Cela commença, il y a plus de trente ans, par de longues listes invariablement intitulées « VALISE ».
A l’aube d’un voyage il y a toujours la valise, ce que l’on y projette, les rêves, les espoirs et les chimères aussi. Et puis vient le départ, la concrétisation des pensées, des attentes, de tout ce que l’on a imaginé.
Pour certains partir est la première étape qui peut se réaliser en avion, bateau, voiture, bus ; pour d’autres, en revanche, prendre le large est déjà voyager, et pour ceux-là le train est le meilleur moyen de traverser le temps, l’espace et les continents, à la rencontre d’autres cultures ou de l’Histoire.

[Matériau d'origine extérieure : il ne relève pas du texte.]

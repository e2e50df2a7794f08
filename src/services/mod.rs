// SPDX-License-Identifier: MIT
// Copyright 2026 Roland Dreier <roland@rolandd.dev>

//! Services module - business logic layer.

pub mod alarms;
pub mod calendar;
pub mod google;
pub mod oauth;
pub mod retry;
pub mod tokens;

pub use alarms::AlarmService;
pub use calendar::CalendarService;
pub use google::{GoogleApi, GoogleApiError, GoogleClient};
pub use oauth::{OAuthFlow, OAuthResult};
pub use retry::RetryPolicy;
pub use tokens::TokenManager;
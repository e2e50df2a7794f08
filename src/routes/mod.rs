// SPDX-License-Identifier: MIT
// Copyright 2026 Roland Dreier <roland@rolandd.dev>

//! HTTP route handlers.

pub mod alarms;
pub mod auth;
pub mod calendar;

use crate::config::Config;
use crate::error::{AppError, Result};
use crate::AppState;
use axum::http::HeaderValue;
use axum::{routing::get, Json, Router};
use serde::{Deserialize, Serialize};
use std::sync::Arc;
use tower_http::cors::{AllowHeaders, AllowMethods, AllowOrigin, CorsLayer};
use tower_http::trace::{DefaultMakeSpan, DefaultOnResponse, TraceLayer};
use tracing::Level;
#[cfg(feature = "binding-generation")]
use ts_rs::TS;

#[derive(Serialize)]
#[cfg_attr(feature = "binding-generation", derive(TS))]
#[cfg_attr(
    feature = "binding-generation",
    ts(export, export_to = "web/src/lib/generated/")
)]
pub struct HealthResponse {
    pub status: String,
    pub build_id: String,
}

/// Health check response
async fn health_check() -> Json<HealthResponse> {
    let build_id = option_env!("BUILD_ID").unwrap_or("unknown").to_string();
    Json(HealthResponse {
        status: "ok".to_string(),
        build_id,
    })
}

/// Plain `{message}` body.
#[derive(Serialize)]
#[cfg_attr(feature = "binding-generation", derive(TS))]
#[cfg_attr(
    feature = "binding-generation",
    ts(export, export_to = "web/src/lib/generated/")
)]
pub struct MessageResponse {
    pub message: String,
}

/// API liveness probe.
async fn api_root() -> Json<MessageResponse> {
    Json(MessageResponse {
        message: "Google Calendar Alarm API".to_string(),
    })
}

/// Query string carrying the caller's identity.
#[derive(Debug, Deserialize)]
pub struct EmailQuery {
    #[serde(default)]
    email: Option<String>,
}

impl EmailQuery {
    /// The `email` parameter, which must be present and non-empty.
    pub fn require(self) -> Result<String> {
        self.email.filter(|e| !e.trim().is_empty()).ok_or_else(|| {
            AppError::BadRequest("Missing required query parameter: email".to_string())
        })
    }
}

/// CORS for the configured frontend origins. A `*` entry admits any origin;
/// the origin is echoed back so credentials still work.
fn cors_layer(config: &Config) -> CorsLayer {
    let allow_origin = if config.allows_any_origin() {
        AllowOrigin::mirror_request()
    } else {
        let origins: Vec<HeaderValue> = config
            .cors_origins
            .iter()
            .filter_map(|origin| match HeaderValue::from_str(origin) {
                Ok(v) => Some(v),
                Err(_) => {
                    tracing::warn!(origin = %origin, "Ignoring invalid CORS origin");
                    None
                }
            })
            .collect();
        AllowOrigin::list(origins)
    };

    CorsLayer::new()
        .allow_origin(allow_origin)
        .allow_credentials(true)
        .allow_methods(AllowMethods::mirror_request())
        .allow_headers(AllowHeaders::mirror_request())
}

/// Build the complete router with all routes.
pub fn create_router(state: Arc<AppState>) -> Router {
    let cors = cors_layer(&state.config);

    let api_routes = Router::new()
        .route("/api", get(api_root))
        .route("/api/", get(api_root))
        .merge(auth::routes())
        .merge(calendar::routes())
        .merge(alarms::routes());

    Router::new()
        .route("/health", get(health_check))
        .merge(api_routes)
        .layer(cors)
        .layer(
            TraceLayer::new_for_http()
                .make_span_with(DefaultMakeSpan::new().level(Level::INFO))
                .on_response(DefaultOnResponse::new().level(Level::INFO)),
        )
        .with_state(state)
}
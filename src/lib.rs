// SPDX-License-Identifier: MIT
// Copyright 2026 Roland Dreier <roland@rolandd.dev>

//! Calendar Alarm: custom reminders for Google Calendar events
//!
//! This crate provides the backend API that signs users in with Google,
//! lists their upcoming events, and stores per-event alarm settings.

pub mod config;
pub mod db;
pub mod error;
pub mod models;
pub mod routes;
pub mod services;
pub mod time_utils;

use config::Config;
use db::Store;
use services::{AlarmService, CalendarService, GoogleApi, OAuthFlow, TokenManager};
use std::sync::Arc;

/// Shared application state.
pub struct AppState {
    pub config: Config,
    pub store: Store,
    pub tokens: TokenManager,
    pub oauth: OAuthFlow,
    pub calendar: CalendarService,
    pub alarms: AlarmService,
}

impl AppState {
    /// Wire every component to the same store and Google client.
    pub fn new(config: Config, store: Store, google: Arc<dyn GoogleApi>) -> Self {
        let tokens = TokenManager::new(store.clone(), google.clone());
        let oauth = OAuthFlow::new(config.clone(), store.clone(), google.clone());
        let calendar = CalendarService::new(tokens.clone(), google);
        let alarms = AlarmService::new(store.clone());

        Self {
            config,
            store,
            tokens,
            oauth,
            calendar,
            alarms,
        }
    }
}
// SPDX-License-Identifier: MIT
// Copyright 2026 Roland Dreier <roland@rolandd.dev>

//! Normalized calendar event returned to the frontend.

use serde::{Deserialize, Serialize};
#[cfg(feature = "binding-generation")]
use ts_rs::TS;

/// Flat view of one Google Calendar event. Recomputed on every fetch.
#[derive(Debug, Clone, PartialEq, Serialize, Deserialize)]
#[cfg_attr(feature = "binding-generation", derive(TS))]
#[cfg_attr(
    feature = "binding-generation",
    ts(export, export_to = "web/src/lib/generated/")
)]
pub struct EventRecord {
    pub id: String,
    pub title: String,
    pub description: String,
    /// `dateTime` for timed events, `date` for all-day events
    pub start: Option<String>,
    pub end: Option<String>,
    pub location: String,
    #[serde(rename = "htmlLink")]
    pub html_link: String,
}
// SPDX-License-Identifier: MIT
// Copyright 2026 Roland Dreier <roland@rolandd.dev>

//! Shared helpers for date/time formatting.

use chrono::{DateTime, SecondsFormat, Utc};

/// Format a UTC timestamp as RFC3339 using a `Z` suffix.
pub fn format_utc_rfc3339(date: DateTime<Utc>) -> String {
    date.to_rfc3339_opts(SecondsFormat::Secs, true)
}

/// Like [`format_utc_rfc3339`] but keeps microseconds, for creation stamps.
pub fn format_utc_rfc3339_micros(date: DateTime<Utc>) -> String {
    date.to_rfc3339_opts(SecondsFormat::Micros, true)
}
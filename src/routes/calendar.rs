// SPDX-License-Identifier: MIT
// Copyright 2026 Roland Dreier <roland@rolandd.dev>

//! Calendar routes.

use axum::{
    extract::{rejection::QueryRejection, Query, State},
    routing::get,
    Json, Router,
};
use serde::Serialize;
use std::sync::Arc;
#[cfg(feature = "binding-generation")]
use ts_rs::TS;

use super::EmailQuery;
use crate::error::Result;
use crate::models::EventRecord;
use crate::AppState;

pub fn routes() -> Router<Arc<AppState>> {
    Router::new().route("/api/calendar/events", get(get_events))
}

#[derive(Serialize)]
#[cfg_attr(feature = "binding-generation", derive(TS))]
#[cfg_attr(
    feature = "binding-generation",
    ts(export, export_to = "web/src/lib/generated/")
)]
pub struct EventsResponse {
    pub events: Vec<EventRecord>,
}

/// Upcoming events for the user.
async fn get_events(
    State(state): State<Arc<AppState>>,
    query: std::result::Result<Query<EmailQuery>, QueryRejection>,
) -> Result<Json<EventsResponse>> {
    let Query(query) = query?;
    let email = query.require()?;

    let events = state.calendar.list_upcoming_events(&email).await?;

    Ok(Json(EventsResponse { events }))
}
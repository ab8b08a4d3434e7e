
#[cfg(test)]
mod tests {
    use crate::event::{Dispatcher, ListenerRef, DEFAULT_PRIORITY};

    #[test]
    fn test_default_priority_value() {
        assert_eq!(DEFAULT_PRIORITY, 0);
    }

    #[test]
    fn test_event_dispatch() {
        use std::sync::atomic::{AtomicBool, Ordering};
        use std::sync::Arc;

        let dispatcher = Dispatcher::new();
        let called = Arc::new(AtomicBool::new(false));
        let called_clone = called.clone();

        dispatcher.on(
            "test_event",
            ListenerRef::from_fn(move |_event, _name, _dispatcher| {
                called_clone.store(true, Ordering::SeqCst);
                Ok(())
            }),
        );

        dispatcher.broadcast("test_event").unwrap();

        assert!(called.load(Ordering::SeqCst), "Listener should have been called");
    }
}
//! # Herald Core Errors
//!
//! Defines the crate-wide [`Error`], which wraps the typed errors of each
//! subsystem so embedders can propagate any of them with a single `?`.
use std::result::Result as StdResult;

use thiserror::Error as ThisError;

use crate::config::error::ConfigError;
use crate::event::error::EventSystemError;

/// Error type covering every failure the crate can report
#[derive(Debug, ThisError)]
pub enum Error {
    /// Event data lookups and listener failures
    #[error("Event system error: {0}")]
    EventSystem(#[from] EventSystemError),

    /// Loading or parsing dispatcher configuration
    #[error("Configuration error: {0}")]
    Config(#[from] ConfigError),
}

/// Shorthand for Result with our Error type
pub type Result<T> = StdResult<T, Error>;
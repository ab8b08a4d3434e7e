use std::fmt;
use std::sync::Arc;

use crate::event::dispatcher::Dispatcher;
use crate::event::types::Event;

/// Boxed error a listener may fail with
pub type BoxError = Box<dyn std::error::Error + Send + Sync + 'static>;

/// Result returned by a listener invocation
pub type ListenerResult = Result<(), BoxError>;

/// Something that reacts to a broadcast.
///
/// Implement this for stateful listener objects; plain closures go through
/// [`ListenerRef::from_fn`]. Returning an error aborts the rest of the
/// broadcast and hands the error to the broadcaster's caller.
pub trait Listener: Send + Sync {
    fn invoke(&self, event: &mut Event, event_name: &str, dispatcher: &Dispatcher) -> ListenerResult;
}

/// Adapter turning a closure into a [`Listener`] (Internal Helper)
struct FnListener<F> {
    handler: F,
}

impl<F> Listener for FnListener<F>
where
    F: Fn(&mut Event, &str, &Dispatcher) -> ListenerResult + Send + Sync,
{
    fn invoke(&self, event: &mut Event, event_name: &str, dispatcher: &Dispatcher) -> ListenerResult {
        (self.handler)(event, event_name, dispatcher)
    }
}

/// Shared handle to a registered listener.
///
/// Equality is identity: two handles are equal only when they were cloned from
/// the same [`ListenerRef`], no matter what the listeners do. Keep a clone of
/// the handle passed to `on` to look the listener up or remove it later.
#[derive(Clone)]
pub struct ListenerRef {
    inner: Arc<dyn Listener>,
}

impl ListenerRef {
    /// Wrap a listener object
    pub fn new<L: Listener + 'static>(listener: L) -> Self {
        Self {
            inner: Arc::new(listener),
        }
    }

    /// Wrap a plain closure
    pub fn from_fn<F>(handler: F) -> Self
    where
        F: Fn(&mut Event, &str, &Dispatcher) -> ListenerResult + Send + Sync + 'static,
    {
        Self::new(FnListener { handler })
    }

    /// Wrap an already shared listener, keeping the caller's `Arc` usable
    pub fn from_arc(listener: Arc<dyn Listener>) -> Self {
        Self { inner: listener }
    }

    /// Check whether two handles point at the same registered listener
    pub fn ptr_eq(a: &Self, b: &Self) -> bool {
        a.addr() == b.addr()
    }

    pub(crate) fn invoke(
        &self,
        event: &mut Event,
        event_name: &str,
        dispatcher: &Dispatcher,
    ) -> ListenerResult {
        self.inner.invoke(event, event_name, dispatcher)
    }

    // Data address only; vtable pointers are not unique per type.
    fn addr(&self) -> *const () {
        Arc::as_ptr(&self.inner) as *const ()
    }
}

impl PartialEq for ListenerRef {
    fn eq(&self, other: &Self) -> bool {
        Self::ptr_eq(self, other)
    }
}

impl Eq for ListenerRef {}

impl fmt::Debug for ListenerRef {
    fn fmt(&self, f: &mut fmt::Formatter<'_>) -> fmt::Result {
        f.debug_tuple("ListenerRef").field(&self.addr()).finish()
    }
}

Virginie Delache est de ceux-là : pour elle, voyager en train, c’est aller à la rencontre d’autrui et de soi-même aussi, c’est sillonner le monde au fil des rails et des époques, le projet de toute une vie, en somme, qui débuta par un chaud après-midi de juin, lors d’un cours de danse classique.

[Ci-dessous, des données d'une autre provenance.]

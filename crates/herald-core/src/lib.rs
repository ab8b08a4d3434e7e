//! # Herald Core
//!
//! An in-process publish/subscribe event dispatcher. Listeners are registered
//! against event names with an integer priority; a broadcast invokes every
//! matching listener synchronously, lowest priority first, until one of them
//! stops the event.
//!
//! ```
//! use herald_core::{Dispatcher, ListenerRef};
//!
//! let dispatcher = Dispatcher::new();
//! dispatcher.on("user.created", ListenerRef::from_fn(|event, _name, _dispatcher| {
//!     event.add_data("welcomed", true);
//!     Ok(())
//! }));
//!
//! let event = dispatcher.broadcast("user.created").unwrap();
//! assert_eq!(event.get_data("welcomed").unwrap(), &serde_json::json!(true));
//! ```
pub mod config;
pub mod error;
pub mod event;

// Re-export key public types for easier use by embedders
pub use config::{ConfigError, ConfigFormat, DispatcherConfig};
pub use error::{Error, Result};
pub use event::{
    create_dispatcher, BoxError, Dispatcher, Event, EventData, EventSystemError, Listener,
    ListenerRef, ListenerResult, Priority, SharedDispatcher, Subscriber, DEFAULT_PRIORITY,
};
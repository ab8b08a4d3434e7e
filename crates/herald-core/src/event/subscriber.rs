use crate::event::dispatcher::Dispatcher;

/// Registers and unregisters a related batch of listeners in one call.
///
/// The dispatcher keeps no record of subscribers. An implementation must hold
/// on to the [`ListenerRef`](crate::event::ListenerRef)s it registered so that
/// `unsubscribe` can remove exactly those, leaving the dispatcher as it was
/// before `subscribe`.
pub trait Subscriber {
    /// Register this subscriber's listeners
    fn subscribe(&self, dispatcher: &Dispatcher);

    /// Remove every listener `subscribe` registered
    fn unsubscribe(&self, dispatcher: &Dispatcher);
}
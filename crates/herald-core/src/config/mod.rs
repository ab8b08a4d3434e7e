pub mod error;

use std::fs;
use std::path::Path;

use log::LevelFilter;
use serde::{Deserialize, Serialize};

pub use error::ConfigError;

/// Supported configuration file formats
#[derive(Debug, Clone, Copy, PartialEq)]
pub enum ConfigFormat {
    /// JSON format (.json)
    Json,
    /// YAML format (.yaml, .yml) - requires "yaml-config" feature
    #[cfg(feature = "yaml-config")]
    Yaml,
    /// TOML format (.toml) - requires "toml-config" feature
    #[cfg(feature = "toml-config")]
    Toml,
}

impl ConfigFormat {
    /// Get the file extension for this format
    pub fn extension(&self) -> &'static str {
        match self {
            ConfigFormat::Json => "json",
            #[cfg(feature = "yaml-config")]
            ConfigFormat::Yaml => "yaml",
            #[cfg(feature = "toml-config")]
            ConfigFormat::Toml => "toml",
        }
    }

    /// Determine format from file extension
    pub fn from_path(path: &Path) -> Option<Self> {
        path.extension()
            .and_then(|ext| ext.to_str())
            .and_then(|ext| match ext.to_lowercase().as_str() {
                "json" => Some(ConfigFormat::Json),
                #[cfg(feature = "yaml-config")]
                "yaml" | "yml" => Some(ConfigFormat::Yaml),
                #[cfg(feature = "toml-config")]
                "toml" => Some(ConfigFormat::Toml),
                _ => None,
            })
    }
}

/// Settings for a [`Dispatcher`](crate::Dispatcher).
///
/// Missing fields fall back to their defaults, so an empty document is a
/// valid configuration.
#[derive(Debug, Clone, PartialEq, Serialize, Deserialize)]
#[serde(default)]
pub struct DispatcherConfig {
    /// Identity recorded under the `caller` key of events the dispatcher
    /// builds itself. Defaults to the dispatcher's type name.
    #[serde(skip_serializing_if = "Option::is_none")]
    pub caller: Option<String>,
    /// Level at which each listener invocation is logged; `off` silences it
    pub invocation_log_level: LevelFilter,
}

impl Default for DispatcherConfig {
    fn default() -> Self {
        Self {
            caller: None,
            invocation_log_level: LevelFilter::Trace,
        }
    }
}

impl DispatcherConfig {
    pub fn with_caller(mut self, caller: impl Into<String>) -> Self {
        self.caller = Some(caller.into());
        self
    }

    pub fn with_invocation_log_level(mut self, level: LevelFilter) -> Self {
        self.invocation_log_level = level;
        self
    }

    /// Read a configuration file, picking the format from its extension
    pub fn load(path: &Path) -> Result<Self, ConfigError> {
        let format = ConfigFormat::from_path(path)
            .ok_or_else(|| ConfigError::UnsupportedFormat(path.display().to_string()))?;
        let data = fs::read_to_string(path).map_err(|source| ConfigError::Io {
            path: path.to_path_buf(),
            source,
        })?;
        Self::deserialize(&data, format)
    }

    /// Deserialize from string based on format
    pub fn deserialize(data: &str, format: ConfigFormat) -> Result<Self, ConfigError> {
        let deserialization = |source: Box<dyn std::error::Error + Send + Sync>| {
            ConfigError::Deserialization {
                format: format.extension().to_string(),
                source,
            }
        };
        match format {
            ConfigFormat::Json => serde_json::from_str(data).map_err(|e| deserialization(e.into())),
            #[cfg(feature = "yaml-config")]
            ConfigFormat::Yaml => serde_yaml::from_str(data).map_err(|e| deserialization(e.into())),
            #[cfg(feature = "toml-config")]
            ConfigFormat::Toml => toml::from_str(data).map_err(|e| deserialization(e.into())),
        }
    }

    /// Serialize to string based on format
    pub fn serialize(&self, format: ConfigFormat) -> Result<String, ConfigError> {
        let serialization = |source: Box<dyn std::error::Error + Send + Sync>| {
            ConfigError::Serialization {
                format: format.extension().to_string(),
                source,
            }
        };
        match format {
            ConfigFormat::Json => serde_json::to_string_pretty(self).map_err(|e| serialization(e.into())),
            #[cfg(feature = "yaml-config")]
            ConfigFormat::Yaml => serde_yaml::to_string(self).map_err(|e| serialization(e.into())),
            #[cfg(feature = "toml-config")]
            ConfigFormat::Toml => toml::to_string_pretty(self).map_err(|e| serialization(e.into())),
        }
    }
}

#[cfg(test)]
mod tests;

« Pendant que tu te laves les dents, pendant que tu manges, pendant que tu dors, dis-toi bien qu’une autre est en train de travailler ! Et que demain elle sera meilleure que toi ! Chaque minute que tu ne passes pas à danser, quelqu’un d’autre en profite ! » s’était-elle mise à crier, ponctuant chaque phrase d’un coup de bâton frappé au sol.
Ce sont les mots, je m’en souviens parfaitement, de ma professeure en 4e division (les classes de l’École de dans de l’Opéra sont appelées divisions, organisation militaire oblige) alors que je viens d’exécuter devant elle la variation pour l’examen qui approche.
[…]
Ce n’est pas celle qui s’entraîne plus que moi que je vois, mais des centaines, des millions de personnes, chacune occupée à quelque chose sur la planète, en cet instant précis. Un panoptique vertigineux. C’était tellement excitant : elle m’avait subitement donné faim, une faim dévorante, insatiable. Elle avait raison. Désormais, je voulais tout voir (et finalement, je lui dis merci).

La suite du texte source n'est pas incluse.